In an example embodiment, the memory 614 may store fixed position information indicative of a fixed geographic location of base stations of the ATG network. In some embodiments, the fixed position information may be indicative of the fixed geographic location of multiple ones (or even all) of the base stations of the ATG network. In other embodiments, the fixed position information may be stored at another memory device either onboard the aircraft 100 or accessible to a network controller of the ATG network. However, regardless of the storage location of the fixed position information, such information may be read out of memory and provided to (and therefore also received at) the processing circuitry 610 for processing in accordance with an example embodiment.


The processing circuitry 610 may also be configured to receive dynamic position information (i.e., position information 260 or 370) indicative of a three dimensional position of at least one mobile communication station (which should be appreciated to be capable of transmission and reception of signaling in connection with two way communication). The mobile communication station may be a passenger device onboard the aircraft 100, or may be a wireless communication device of the aircraft 100 itself. The wireless communication device of the aircraft 100 may transfer information to and from passenger devices (with or without intermediate storage), or may transfer information to and from other aircraft communications equipment (with or without intermediate storage).


In an example embodiment, the processing circuitry 610 may be configured to determine an expected relative position of a first network node (e.g., one of the base station or the mobile communication station) relative to a second network node (e.g., the other one of the base station or the mobile communication station) based on the fixed position information and the dynamic position information. In other words, the processing circuitry 610 may be configured to utilize information indicative of the locations of two devices or network nodes and determine where the network nodes are relative to one another from the perspective of either one of the network nodes (or both). Tracking algorithms may be employed to track dynamic position changes and/or calculate future positions based on current location and rate and direction of movement. After the expected relative position is determined, the processing circuitry 610 may be configured to provide instructions to direct formation of a beam from an antenna array of the second network node based on the expected relative position. The instructions may be provided to a control device that is configured to adjust characteristics of an antenna array (of either the mobile communication station or the base station) to form directionally steerable beams steered in the direction of the expected relative position or to form one of a plurality of fixed beams that have particular directionality that effectively (e.g., by selection of respective adjacent beams) results in a steered beam when an aircraft is tracked using sequentially selected beams. Such “steerable” beams may, for example, have azimuth and elevation angle widths of 5 degrees or less. Moreover, in some cases, such steerable beams may have azimuth and elevation angle widths of 2 degrees or less. However, larger sized steerable beams may also be employed in some embodiments.

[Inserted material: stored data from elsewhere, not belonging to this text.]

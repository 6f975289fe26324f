//! AquaFarm Core - Camera paths, placement math, and interaction state
//!
//! This crate provides the engine-independent logic for the AquaFarm
//! facility viewer:
//! - Camera pose representation and the exterior-to-interior transition path
//! - Hinged panel (door/window) state and easing
//! - Time-parameterized motion for swimming and drifting entities
//! - Deterministic placement algorithms for grids, tree rings, and walkways
//! - Ray/AABB intersection used by the pointer-picking pipeline
//! - Configuration types and TOML loading

pub mod config;
pub mod layout;
pub mod motion;
pub mod panel;
pub mod pose;
pub mod ray;
pub mod transition;

pub use config::{ConfigError, FacilityConfig};
pub use panel::{HingeSide, HingedPanel, PanelKind};
pub use pose::CameraPose;
pub use ray::{Aabb, Ray};
pub use transition::{TransitionConfig, TransitionController, TransitionFrame};
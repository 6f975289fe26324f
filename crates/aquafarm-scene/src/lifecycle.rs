//! Scene lifecycle state machine and host command handling

use bevy::prelude::*;
use tracing::{debug, info};

use aquafarm_core::{CameraPose, FacilityConfig};

use crate::camera::{MainCamera, OrbitCamera};
use crate::loader::ModelCache;
use crate::picking::{Structure, StructureRegistry};
use crate::transition::TransitionDriver;
use crate::ModeEntrySet;

/// Which environment the engine is currently presenting.
///
/// Transitions are one-directional (Exterior -> Transitioning -> Interior);
/// `EngineCommand::Reset` is the only way back to Exterior.
#[derive(States, Debug, Clone, Copy, PartialEq, Eq, Hash, Default)]
pub enum SceneMode {
    #[default]
    Exterior,
    Transitioning,
    Interior,
}

/// Marker for entities that belong to the exterior environment.
#[derive(Component, Clone)]
pub struct ExteriorObject;

/// Marker for entities that belong to the interior environment.
#[derive(Component, Clone)]
pub struct InteriorObject;

/// Facility configuration as a resource.
#[derive(Resource, Clone, Default)]
pub struct FacilitySettings(pub FacilityConfig);

/// Imperative commands from the host UI.
#[derive(Debug, Clone, Copy, PartialEq, Eq)]
pub enum EngineCommand {
    /// Start the interior transition against the first registered building.
    /// Valid only in Exterior mode.
    EnterInterior,
    /// Snap to the aerial overview preset. Valid only in Exterior mode.
    AerialView,
    /// Snap back to the normal view preset. Valid only in Exterior mode.
    NormalView,
    /// Full reset: tear everything down and rebuild the exterior.
    Reset,
}

/// Command queue written by the host UI and drained once per frame.
#[derive(Resource, Default)]
pub struct PendingCommands(pub Vec<EngineCommand>);

/// Mode-change notifications for the host, appended on every state change.
#[derive(Resource, Default)]
pub struct ModeChanges(pub Vec<SceneMode>);

pub struct LifecyclePlugin;

impl Plugin for LifecyclePlugin {
    fn build(&self, app: &mut App) {
        app.init_state::<SceneMode>()
            .init_resource::<PendingCommands>()
            .init_resource::<ModeChanges>()
            .add_systems(Update, (drain_commands, announce_mode_changes))
            .add_systems(
                OnEnter(SceneMode::Interior),
                teardown_exterior.in_set(ModeEntrySet::Teardown),
            )
            .add_systems(
                OnEnter(SceneMode::Exterior),
                teardown_for_exterior.in_set(ModeEntrySet::Teardown),
            );
    }
}

/// Despawn every exterior-scoped entity once the interior takes over, so no
/// stale exterior objects persist into interior mode.
fn teardown_exterior(
    mut commands: Commands,
    mut registry: ResMut<StructureRegistry>,
    exterior: Query<Entity, With<ExteriorObject>>,
) {
    let count = exterior.iter().count();
    for entity in exterior.iter() {
        // try_despawn: despawning a marked parent already removed its
        // marked children.
        commands.entity(entity).try_despawn();
    }
    registry.0.clear();
    info!("Exterior scene cleared ({count} entities)");
}

/// Clear everything on the way (back) into the exterior. A reset can fire
/// mid-transition, while exterior entities still exist, so both scopes are
/// swept before the exterior builder runs.
fn teardown_for_exterior(
    mut commands: Commands,
    mut registry: ResMut<StructureRegistry>,
    interior: Query<Entity, With<InteriorObject>>,
    exterior: Query<Entity, With<ExteriorObject>>,
) {
    let count = interior.iter().count() + exterior.iter().count();
    for entity in interior.iter().chain(exterior.iter()) {
        commands.entity(entity).try_despawn();
    }
    registry.0.clear();
    if count > 0 {
        info!("Scene cleared for exterior rebuild ({count} entities)");
    }
}

/// Drain the host command queue, ignoring commands that are invalid for the
/// current mode.
#[allow(clippy::too_many_arguments)]
fn drain_commands(
    mut queue: ResMut<PendingCommands>,
    state: Res<State<SceneMode>>,
    mut next_state: ResMut<NextState<SceneMode>>,
    settings: Res<FacilitySettings>,
    registry: Res<StructureRegistry>,
    structures: Query<&GlobalTransform, With<Structure>>,
    camera_query: Query<&Transform, With<MainCamera>>,
    mut orbit: ResMut<OrbitCamera>,
    mut driver: ResMut<TransitionDriver>,
    mut cache: ResMut<ModelCache>,
    time: Res<Time>,
) {
    for command in queue.0.drain(..) {
        match (command, *state.get()) {
            (EngineCommand::EnterInterior, SceneMode::Exterior) => {
                // Synthesize a hit against the first registered building.
                let Some(&first) = registry.0.first() else {
                    debug!("EnterInterior ignored: no buildings registered yet");
                    continue;
                };
                let Ok(anchor_transform) = structures.get(first) else {
                    continue;
                };
                let Ok(camera_transform) = camera_query.single() else {
                    continue;
                };
                if driver.controller.is_active() {
                    continue;
                }

                info!("Interior entry triggered programmatically");
                let pose = CameraPose::new(camera_transform.translation, orbit.target);
                driver.begin(
                    time.elapsed_secs_f64() * 1000.0,
                    pose,
                    anchor_transform.translation(),
                );
                next_state.set(SceneMode::Transitioning);
            }
            (EngineCommand::AerialView, SceneMode::Exterior) => {
                orbit.apply_preset(&settings.0.camera.aerial);
            }
            (EngineCommand::NormalView, SceneMode::Exterior) => {
                orbit.apply_preset(&settings.0.camera.normal);
            }
            (EngineCommand::Reset, mode) if mode != SceneMode::Exterior => {
                info!("Resetting to exterior");
                driver.controller.cancel();
                cache.clear();
                next_state.set(SceneMode::Exterior);
            }
            (command, mode) => {
                // Invalid-mode calls are a no-op, not an error.
                debug!("Ignoring {command:?} in {mode:?}");
            }
        }
    }
}

/// Append every mode change to the host notification queue.
fn announce_mode_changes(
    state: Res<State<SceneMode>>,
    mut changes: ResMut<ModeChanges>,
    mut last: Local<Option<SceneMode>>,
) {
    let current = *state.get();
    if *last != Some(current) {
        if last.is_some() {
            info!("Scene mode changed: {current:?}");
        }
        changes.0.push(current);
        *last = Some(current);
    }
}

In an example embodiment, the first network node may be disposed at (or be) the base station, and the second network node may be disposed at the mobile communication station (e.g., the aircraft 100 or communication equipment thereon). However, alternatively, the first network node could be the mobile communication station, and the second network node could be at the base station. Furthermore, multiple instances of the beamforming control module 600 may be provided so that both the mobile communication station and the base station may employ the beamforming control module 600. Alternatively or additionally, multiple instances of the beamforming control module 600 may be provided on multiple aircraft and/or on multiple base stations so that each device (or at least multiple devices) within the ATG network may be able to direct steerable beams toward other devices in the network on the basis of using position information to estimate the relative position of a device to focus a beam toward the expected or estimated relative position.


In some embodiments, regardless of where the beamforming control module 600 is instantiated, the beamforming control module 600 may also have access to the GPS optimization map 380. The GPS optimization map 380 may, as described above, serve as a reference for the beamforming control module 600 to determine when and where GPS degradation may be experienced. Accordingly, by referencing the GPS optimization map 380, the beamforming control module 600 may be informed of the quality of the GPS position information that is being received. The beamforming control module 600 may then, in some cases, request or attempt to utilize alternative sources of data to improve the quality of the position information 370 so that beamforming can be performed in as accurate a manner as possible, as consistently as possible for both current and future calculations of beam direction.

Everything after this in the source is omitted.